__TASK STATEMENT__. Using the records below, find every line that includes "expect" and copy it.

══════════════════════════════

/// Configuration management for the ninja service
///
/// Configuration is loaded once from environment variables at startup and
/// passed by reference to the components that need it.
use serde::{Deserialize, Serialize};

/// Main application configuration
#[derive(Debug, Clone, Serialize, Deserialize)]
pub struct Config {
    /// Application settings
    pub app: AppConfig,
    /// MongoDB configuration
    pub database: DatabaseConfig,
    /// CORS configuration
    pub cors: CorsConfig,
}

/// Application settings
#[derive(Debug, Clone, Serialize, Deserialize)]
pub struct AppConfig {
    /// Server host to bind to
    pub host: String,
    /// Server port to bind to
    pub port: u16,
}

/// MongoDB configuration
#[derive(Debug, Clone, Serialize, Deserialize)]
pub struct DatabaseConfig {
    /// Connection string
    pub uri: String,
    /// Database name
    pub database: String,
}

/// CORS configuration
#[derive(Debug, Clone, Serialize, Deserialize)]
pub struct CorsConfig {
    /// Comma-separated list of allowed origins
    pub allowed_origins: String,
}

impl Config {
    /// Load configuration from environment variables
    pub fn from_env() -> Result<Self, String> {
        let port = match std::env::var("PORT") {
            Ok(value) => value
                .parse()
                .map_err(|e| format!("Failed to parse PORT='{}': {}", value, e))?,
            Err(_) => 4000,
        };

        Ok(Config {
            app: AppConfig {
                host: std::env::var("NINJA_SERVICE_HOST")
                    .unwrap_or_else(|_| "0.0.0.0".to_string()),
                port,
            },
            database: DatabaseConfig {
                uri: std::env::var("MONGO_URI")
                    .unwrap_or_else(|_| "mongodb://localhost:27017".to_string()),
                database: std::env::var("MONGO_DATABASE").unwrap_or_else(|_| "ninjas".to_string()),
            },
            cors: CorsConfig {
                allowed_origins: std::env::var("CORS_ALLOWED_ORIGINS")
                    .unwrap_or_else(|_| "*".to_string()),
            },
        })
    }
}

#[cfg(test)]
mod tests {
    use super::*;

    // Single test so the PORT mutations cannot race each other.
    #[test]
    fn from_env_defaults_and_port_parsing() {
        std::env::remove_var("PORT");
        std::env::remove_var("NINJA_SERVICE_HOST");
        std::env::remove_var("MONGO_URI");
        std::env::remove_var("MONGO_DATABASE");

        let config = Config::from_env().expect("defaults load");
        assert_eq!(config.app.host, "0.0.0.0");
        assert_eq!(config.app.port, 4000);
        assert_eq!(config.database.uri, "mongodb://localhost:27017");
        assert_eq!(config.database.database, "ninjas");

        std::env::set_var("PORT", "9099");
        let config = Config::from_env().expect("explicit port loads");
        assert_eq!(config.app.port, 9099);

        std::env::set_var("PORT", "not-a-port");
        assert!(Config::from_env().is_err());

        std::env::remove_var("PORT");
    }
}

══════════════════════════════

__COMPLETED EXERCISE__.
        let config = Config::from_env().expect("defaults load");
        let config = Config::from_env().expect("explicit port loads");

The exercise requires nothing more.